The most common symptoms of lower-extremity PAD are cramping, pain or tiredness in the leg or hip muscles while walking, climbing stairs or exercising.
If you have diabetes, you have an especially high risk for PAD. People with PAD also have a higher risk of coronary artery disease, heart attack and stroke.
Tools for Health Care Professionals
View the three-part PAD Webinar Series created by the American Heart Association through an educational fund from Janssen. Pad experts discuss assessing, treating and managing peripheral artery disease in diverse communities. Topics include: the clinical assessment of PAD on the primary care spectrum with Dr. Eileen Walsh; treating PAD in underserved communities with Dr. Antonio Gutierrez and Dr. Amy West Pollack; and exercise therapy for PAD patients with Dr. Diane Treat-Jacobson.
Peripheral Artery Disease Roundtable ReportIn December 2018, the American Heart Association and National Heart, Lung, and Blood Institute jointly convened multidisciplinary health care professionals representing over 40 health organizations to a PAD Roundtable. They identified strategies to improve public awareness of PAD prevention and increase awareness of PAD recognition and management among patients and health care professionals.
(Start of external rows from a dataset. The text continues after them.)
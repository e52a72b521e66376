//! Status and health reporting
//!
//! Everything here is a read. Snapshots use ordered maps, so two snapshots
//! taken with nothing changing in between (and a fixed clock) are equal.

use std::collections::BTreeMap;
use std::fmt;
use std::sync::Arc;

use chrono::{DateTime, Utc};
use serde::{Deserialize, Serialize};

use crate::agent::{AgentRegistry, AgentStatus, AgentType};
use crate::coordinator::Coordinator;
use crate::kill_switch::{KillSwitch, KillSwitchState};
use crate::ledger::{Clock, DailyUsage, Ledger};
use crate::task::TaskStatus;

/// Point-in-time view of the whole system
#[derive(Debug, Clone, PartialEq, Serialize, Deserialize)]
pub struct StatusSnapshot {
    pub total_agents: usize,
    pub agents_by_status: BTreeMap<AgentStatus, usize>,
    pub agents_by_type: BTreeMap<AgentType, usize>,
    pub total_tasks: usize,
    pub tasks_by_status: BTreeMap<TaskStatus, usize>,
    pub uptime_secs: u64,
    pub kill_switch: KillSwitchState,
    /// Today's spend, when a ledger is attached
    #[serde(skip_serializing_if = "Option::is_none")]
    pub daily: Option<DailyUsage>,
}

#[derive(Debug, Clone, Copy, PartialEq, Eq, Serialize, Deserialize)]
#[serde(rename_all = "lowercase")]
pub enum HealthStatus {
    Healthy,
    Degraded,
    Unhealthy,
}

impl fmt::Display for HealthStatus {
    fn fmt(&self, f: &mut fmt::Formatter<'_>) -> fmt::Result {
        let s = match self {
            HealthStatus::Healthy => "healthy",
            HealthStatus::Degraded => "degraded",
            HealthStatus::Unhealthy => "unhealthy",
        };
        write!(f, "{s}")
    }
}

#[derive(Debug, Clone, PartialEq, Serialize, Deserialize)]
pub struct HealthReport {
    pub status: HealthStatus,
    pub warnings: Vec<String>,
}

pub struct StatusReporter {
    registry: Arc<AgentRegistry>,
    coordinator: Arc<Coordinator>,
    kill_switch: KillSwitch,
    ledger: Option<Arc<Ledger>>,
    clock: Arc<dyn Clock>,
    started_at: DateTime<Utc>,
}

impl StatusReporter {
    pub fn new(
        registry: Arc<AgentRegistry>,
        coordinator: Arc<Coordinator>,
        kill_switch: KillSwitch,
        clock: Arc<dyn Clock>,
    ) -> Self {
        let started_at = clock.now();
        Self {
            registry,
            coordinator,
            kill_switch,
            ledger: None,
            clock,
            started_at,
        }
    }

    pub fn with_ledger(mut self, ledger: Arc<Ledger>) -> Self {
        self.ledger = Some(ledger);
        self
    }

    pub async fn snapshot(&self) -> StatusSnapshot {
        let agents = self.registry.list().await;
        let tasks = self.coordinator.tasks().await;

        let mut agents_by_status = BTreeMap::new();
        let mut agents_by_type = BTreeMap::new();
        for agent in &agents {
            *agents_by_status.entry(agent.status).or_insert(0) += 1;
            *agents_by_type.entry(agent.agent_type).or_insert(0) += 1;
        }
        let mut tasks_by_status = BTreeMap::new();
        for task in &tasks {
            *tasks_by_status.entry(task.status).or_insert(0) += 1;
        }

        let daily = match &self.ledger {
            Some(ledger) => Some(ledger.peek_daily().await),
            None => None,
        };

        StatusSnapshot {
            total_agents: agents.len(),
            agents_by_status,
            agents_by_type,
            total_tasks: tasks.len(),
            tasks_by_status,
            uptime_secs: (self.clock.now() - self.started_at).num_seconds().max(0) as u64,
            kill_switch: self.kill_switch.state(),
            daily,
        }
    }

    /// Degraded when one problem holds, unhealthy when two or more do.
    pub async fn health(&self, daily_budget: f64) -> HealthReport {
        let snapshot = self.snapshot().await;
        let mut warnings = Vec::new();

        if snapshot.kill_switch.engaged {
            let reason = snapshot.kill_switch.reason.as_deref().unwrap_or("no reason");
            warnings.push(format!("kill switch engaged: {reason}"));
        }

        let troubled: usize = [AgentStatus::Error, AgentStatus::Offline]
            .iter()
            .filter_map(|s| snapshot.agents_by_status.get(s))
            .sum();
        if troubled > 0 {
            warnings.push(format!("{troubled} agent(s) in error or offline"));
        }

        if let Some(daily) = &snapshot.daily
            && daily.cost >= daily_budget
        {
            warnings.push(format!(
                "daily budget exhausted: ${:.4} of ${:.4}",
                daily.cost, daily_budget
            ));
        }

        let status = match warnings.len() {
            0 => HealthStatus::Healthy,
            1 => HealthStatus::Degraded,
            _ => HealthStatus::Unhealthy,
        };
        HealthReport { status, warnings }
    }
}

#[cfg(test)]
mod tests {
    use super::*;
    use crate::agent::SimulatedExecutor;
    use crate::coordinator::CoordinatorConfig;
    use crate::ledger::{LedgerConfig, ManualClock, MemoryStore};
    use crate::task::TaskMode;
    use chrono::TimeZone;
    use std::time::Duration;

    struct Fixture {
        registry: Arc<AgentRegistry>,
        coordinator: Arc<Coordinator>,
        kill_switch: KillSwitch,
        ledger: Arc<Ledger>,
        clock: Arc<ManualClock>,
        reporter: StatusReporter,
    }

    fn fixture() -> Fixture {
        let clock = Arc::new(ManualClock::new(
            Utc.with_ymd_and_hms(2026, 5, 4, 12, 0, 0).unwrap(),
        ));
        let registry = Arc::new(AgentRegistry::with_clock(clock.clone()));
        let kill_switch = KillSwitch::new();
        let coordinator = Arc::new(
            Coordinator::new(
                registry.clone(),
                Arc::new(SimulatedExecutor::new(Duration::ZERO)),
                kill_switch.clone(),
                CoordinatorConfig::default(),
            )
            .with_clock(clock.clone()),
        );
        let ledger = Arc::new(
            Ledger::open(
                Arc::new(MemoryStore::new()),
                LedgerConfig::default(),
                clock.clone(),
            )
            .unwrap(),
        );
        let reporter = StatusReporter::new(
            registry.clone(),
            coordinator.clone(),
            kill_switch.clone(),
            clock.clone(),
        )
        .with_ledger(ledger.clone());
        Fixture {
            registry,
            coordinator,
            kill_switch,
            ledger,
            clock,
            reporter,
        }
    }

    #[tokio::test]
    async fn snapshot_counts_agents_and_tasks() {
        let f = fixture();
        f.coordinator
            .orchestrate("x", &["legal", "legal", "science"], TaskMode::Parallel)
            .await;
        f.coordinator
            .orchestrate("y", &["ghost"], TaskMode::Parallel)
            .await;
        f.clock.advance(chrono::Duration::seconds(90));

        let snapshot = f.reporter.snapshot().await;
        assert_eq!(snapshot.total_agents, 3);
        assert_eq!(snapshot.agents_by_status[&AgentStatus::Idle], 3);
        assert_eq!(snapshot.agents_by_type[&AgentType::Legal], 2);
        assert_eq!(snapshot.total_tasks, 2);
        assert_eq!(snapshot.tasks_by_status[&TaskStatus::Completed], 1);
        assert_eq!(snapshot.tasks_by_status[&TaskStatus::Error], 1);
        assert_eq!(snapshot.uptime_secs, 90);
        assert!(!snapshot.kill_switch.engaged);
        assert_eq!(snapshot.daily.unwrap().request_count, 0);
    }

    #[tokio::test]
    async fn snapshot_is_stable_without_changes() {
        let f = fixture();
        f.registry.deploy(AgentType::Creative).await;

        let first = f.reporter.snapshot().await;
        let second = f.reporter.snapshot().await;
        assert_eq!(first, second);
    }

    #[tokio::test]
    async fn healthy_by_default() {
        let f = fixture();
        let report = f.reporter.health(0.17).await;
        assert_eq!(report.status, HealthStatus::Healthy);
        assert!(report.warnings.is_empty());
    }

    #[tokio::test]
    async fn one_problem_degrades() {
        let f = fixture();
        f.kill_switch.engage("incident");

        let report = f.reporter.health(0.17).await;
        assert_eq!(report.status, HealthStatus::Degraded);
        assert_eq!(report.warnings, vec!["kill switch engaged: incident"]);
    }

    #[tokio::test]
    async fn two_problems_are_unhealthy() {
        let f = fixture();
        let id = f.registry.deploy(AgentType::Financial).await;
        f.registry.set_status(id, AgentStatus::Offline).await.unwrap();
        f.ledger.record_usage("opus", 0.2).await.unwrap();

        let report = f.reporter.health(0.17).await;
        assert_eq!(report.status, HealthStatus::Unhealthy);
        assert_eq!(report.warnings.len(), 2);
        assert!(report.warnings[1].starts_with("daily budget exhausted"));
    }
}
use crate::config::ConfigLoader;
use anyhow::Result;
use clap::{Args, Subcommand};

#[derive(Args, Debug)]
pub struct ConfigArgs {
    #[command(subcommand)]
    pub command: ConfigCommands,
}

#[derive(Subcommand, Debug)]
pub enum ConfigCommands {
    /// Show current configuration (merged)
    Show,
    /// Show configuration and database paths
    Path,
}

pub fn run(args: ConfigArgs) -> Result<()> {
    match args.command {
        ConfigCommands::Show => {
            let config = ConfigLoader::load()?;
            println!("{}", toml::to_string_pretty(&config)?);
        }
        ConfigCommands::Path => {
            let config = ConfigLoader::load()?;
            match ConfigLoader::user_config_path() {
                Some(path) => println!("User config:    {}", path.display()),
                None => println!("User config:    (no home directory)"),
            }
            println!(
                "Project config: {}",
                ConfigLoader::project_config_path().display()
            );
            println!("Database:       {}", config.memory.database.display());
        }
    }
    Ok(())
}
The outcome of the session is the PAD Roundtable Report.
Part of a series of etc talks created by the Anticoagulation Forum, Dr. Jeffrey Weitz gets to the heart of issues surrounding vascular health in under 10 minutes, with highlights from a recent study on combination therapy in vascular protection. Discover how treatment can benefit patients by reducing cardiovascular events while balancing risk of increased bleeding by exploring the COMPASS trial with Dr. Weitz.
In less than three minutes, Dr. Jeffrey Weitz will provide a simple graphic overview of how blood clots form and how to minimize risk factors associated with blood clots that can lead to heart attack, stroke and peripheral artery disease.
Data suggests that patients with symptomatic peripheral artery disease taking clopidogrel have a lower risk of cardiovascular events than those receiving aspirin. How does clopidogrel compare with ticagrelor in reducing major bleeding among these patients? Dr. Will Hiatt, lead author from the University of Colorado, explains this in depth during the 45-minute webinar.